I struck off up the trail with my labs Allie and Sadie and immediately began a sharp ascent up the spine of a dramatic ridge composed of Mancos shale. The shale was an interesting dark-colored clay material, not quite like either dirt or rock, but having a texture seemingly in between the two. The ridge was as barren as could be, too, harboring virtually no plant life. After a strenuous 600 foot ascent up the ridge I came to a rocky area where boulders lay about on slopes of beige-colored sandstone. These slopes were just fertile enough to host a few hardy pinyons and junipers. Dark seams of coal lay embedded in the sandstone in a few places.

The trail wound upward across these slopes and traversed across a steeply sloping area where a careless slip could have spelled disaster, or at the very least, a major inconvenience. The highway was quite a sight well over a thousand vertical feet below. I hustled rapidly up the trail so that my family would not have to wait too long for me back at the motel. The trail carried me up to a more gently sloping area before it climbed again a short distance up to the top of the summit plateau. From here it was an easy stroll through a juniper forest a half mile to the west up a slight grade to the highest point.

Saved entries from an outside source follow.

//! Invocation layer over the connectors and the tool registry.
//!
//! The hub is what the console (or an agent loop) holds on to: it owns one
//! [`ResilientConnector`] per configured server, the shared [`ToolRegistry`]
//! and the [`ToolSynchronizer`] tying the two together. Tool calls are
//! resolved against a registry snapshot and dispatched either to a native
//! plugin or to the owning connector.

use std::collections::{BTreeMap, HashMap};
use std::sync::Arc;
use std::time::Duration;

use futures::future::join_all;
use serde::Serialize;
use tracing::{error, info};

use crate::mcp::catalog::ToolSource;
use crate::mcp::config::McpConfig;
use crate::mcp::connector::{ConnectorSettings, ConnectorState, ResilientConnector};
use crate::mcp::error::{McpError, McpResult};
use crate::mcp::registry::{NativeTool, ToolRegistry, sanitize_tool_name};
use crate::mcp::rmcp_session::{DEFAULT_REQUEST_TIMEOUT, RmcpSessionFactory};
use crate::mcp::sync::{SyncReport, ToolSynchronizer};
use crate::mcp::transport::SessionFactory;

#[derive(Debug, Clone, Copy)]
pub struct HubSettings {
    pub connector: ConnectorSettings,
    /// Bound for each request sent to a remote server.
    pub request_timeout: Duration,
}

impl Default for HubSettings {
    fn default() -> Self {
        Self {
            connector: ConnectorSettings::default(),
            request_timeout: DEFAULT_REQUEST_TIMEOUT,
        }
    }
}

/// Connection state and registry contents of one server.
#[derive(Debug, Clone, Serialize)]
pub struct ServerStatus {
    pub name: String,
    pub state: ConnectorState,
    /// Tools currently in the registry for this server, possibly stale.
    pub tools: usize,
}

pub struct McpHub {
    connectors: BTreeMap<String, Arc<ResilientConnector>>,
    registry: Arc<ToolRegistry>,
    synchronizer: Arc<ToolSynchronizer>,
    rejected: BTreeMap<String, McpError>,
}

impl std::fmt::Debug for McpHub {
    fn fmt(&self, f: &mut std::fmt::Formatter<'_>) -> std::fmt::Result {
        f.debug_struct("McpHub")
            .field("servers", &self.connectors.keys().collect::<Vec<_>>())
            .field("rejected", &self.rejected.keys().collect::<Vec<_>>())
            .field("registry", &self.registry)
            .finish()
    }
}

impl McpHub {
    /// Build connectors for every valid server of `cfg`.
    ///
    /// Invalid entries are logged and reported by [`rejected`](Self::rejected);
    /// they never prevent the other servers from starting.
    pub fn from_config(cfg: &McpConfig, settings: HubSettings, registry: Arc<ToolRegistry>) -> Self {
        let mut factories: Vec<Arc<dyn SessionFactory>> = Vec::new();
        let mut rejected = BTreeMap::new();
        // sanitized name -> server that claimed it
        let mut claimed: HashMap<String, String> = HashMap::new();

        for server in cfg.servers() {
            let key = sanitize_tool_name(&server.name);
            let factory = match claimed.get(&key) {
                Some(owner) => Err(McpError::Config {
                    server: server.name.clone(),
                    reason: format!("name collides with server '{owner}'"),
                }),
                None => RmcpSessionFactory::from_config(&server, settings.request_timeout),
            };
            match factory {
                Ok(factory) => {
                    claimed.insert(key, server.name.clone());
                    factories.push(Arc::new(factory));
                }
                Err(e) => {
                    error!(
                        name: "mcp.config.rejected",
                        server = %server.name,
                        error = %e,
                        "Skipping MCP server"
                    );
                    rejected.insert(server.name, e);
                }
            }
        }

        let mut hub = Self::from_factories(factories, settings.connector, registry);
        hub.rejected = rejected;
        hub
    }

    /// Build a hub over arbitrary session factories.
    pub fn from_factories(
        factories: Vec<Arc<dyn SessionFactory>>,
        settings: ConnectorSettings,
        registry: Arc<ToolRegistry>,
    ) -> Self {
        let connectors: BTreeMap<String, Arc<ResilientConnector>> = factories
            .into_iter()
            .map(|factory| {
                let connector = ResilientConnector::new(factory, settings);
                (connector.name().to_string(), Arc::new(connector))
            })
            .collect();

        let synchronizer = ToolSynchronizer::attach(connectors.clone(), Arc::clone(&registry));

        Self {
            connectors,
            registry,
            synchronizer,
            rejected: BTreeMap::new(),
        }
    }

    /// Start every connector's health loop.
    ///
    /// Tools show up in the registry as servers become reachable.
    pub fn start(&self) {
        for connector in self.connectors.values() {
            connector.start();
        }
        info!(
            name: "mcp.hub.started",
            servers = self.connectors.len(),
            rejected = self.rejected.len(),
            "MCP hub started"
        );
    }

    /// Register a local plugin under `plugin`; its tools become `plugin__tool`.
    pub fn register_plugin(&self, plugin: &str, tools: Vec<Arc<dyn NativeTool>>) -> McpResult<()> {
        let key = sanitize_tool_name(plugin);
        if key.contains("__") {
            return Err(McpError::Config {
                server: plugin.to_string(),
                reason: "plugin name must not contain '__'".to_string(),
            });
        }
        if let Some(server) = self.connectors.keys().find(|s| sanitize_tool_name(s) == key) {
            return Err(McpError::Config {
                server: plugin.to_string(),
                reason: format!("name is already used by remote server '{server}'"),
            });
        }
        self.registry.register_native_plugin(plugin, tools);
        Ok(())
    }

    pub fn registry(&self) -> &Arc<ToolRegistry> {
        &self.registry
    }

    pub fn connector(&self, server: &str) -> Option<&Arc<ResilientConnector>> {
        self.connectors.get(server)
    }

    /// Servers whose configuration was rejected, with the reason.
    pub fn rejected(&self) -> &BTreeMap<String, McpError> {
        &self.rejected
    }

    pub fn statuses(&self) -> Vec<ServerStatus> {
        let snapshot = self.registry.snapshot();
        self.connectors
            .values()
            .map(|connector| ServerStatus {
                name: connector.name().to_string(),
                state: connector.state(),
                tools: snapshot.get(connector.name()).map_or(0, |set| set.len()),
            })
            .collect()
    }

    /// Run a synchronization pass now.
    pub async fn sync_now(&self) -> SyncReport {
        self.synchronizer.sync_now().await
    }

    /// Execute a namespaced tool, e.g. "`time__now`" or "`console__echo`".
    pub async fn call_tool(
        &self,
        namespaced_tool: &str,
        arguments: serde_json::Value,
    ) -> McpResult<serde_json::Value> {
        let resolved = self
            .registry
            .snapshot()
            .resolve(namespaced_tool)
            .ok_or_else(|| McpError::UnknownTool(namespaced_tool.to_string()))?;

        match resolved.source {
            ToolSource::Native => {
                let tool = self
                    .registry
                    .native_tool(&resolved.server, &resolved.tool)
                    .ok_or_else(|| McpError::UnknownTool(namespaced_tool.to_string()))?;
                tool.call(arguments).await.map_err(|e| McpError::Native {
                    tool: namespaced_tool.to_string(),
                    reason: format!("{e:#}"),
                })
            }
            ToolSource::Remote => {
                let connector = self
                    .connectors
                    .get(&resolved.server)
                    .ok_or_else(|| McpError::UnknownTool(namespaced_tool.to_string()))?;
                connector.call_tool(&resolved.tool, arguments).await
            }
        }
    }

    /// Stop every connector and close their sessions.
    pub async fn shutdown(&self) {
        join_all(self.connectors.values().map(|c| c.shutdown())).await;
        info!(name: "mcp.hub.stopped", "MCP hub stopped");
    }
}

The summit lay at the far western end of a broad plateau, at the brink of precipitous cliffs that dropped sharply away to the west and south, while the plateau sloped gently away back to the northeast. The views from the summit were spectacular. Far below in the Grand Valley I observed orchards and farms along the Colorado River, and I-70 running to the west past Grand Junction. The Grand Mesa rose majestically to the east, and the rugged front of the Bookcliffs curved around to the northwest. The summit was marked with a flagpole mounted in a pile of rocks.

On the vigorous climb to the summit I hiked two miles and climbed about 2000 feet of elevation gain. I set a brisk pace and did the ascent in a little under an hour, benefiting from the richer air on this relatively low elevation hike.

After admiring the views from this incredible vantage point for about twenty minutes I began my descent. I scooted rapidly back down the trail, and encountered two solo male hikers coming up. One of them told me he lived in the area and did this climb frequently for a workout. I surmised that a workout in such a grand place would considerably benefit the mind and soul as well as the body. A few raindrops began to fall from the sky as I walked up to the trailhead about forty minutes after I left the summit. I knew that every time I drove past Mt. Garfield on I-70 in the future I would gaze up at it and reminisce about this fine adventure.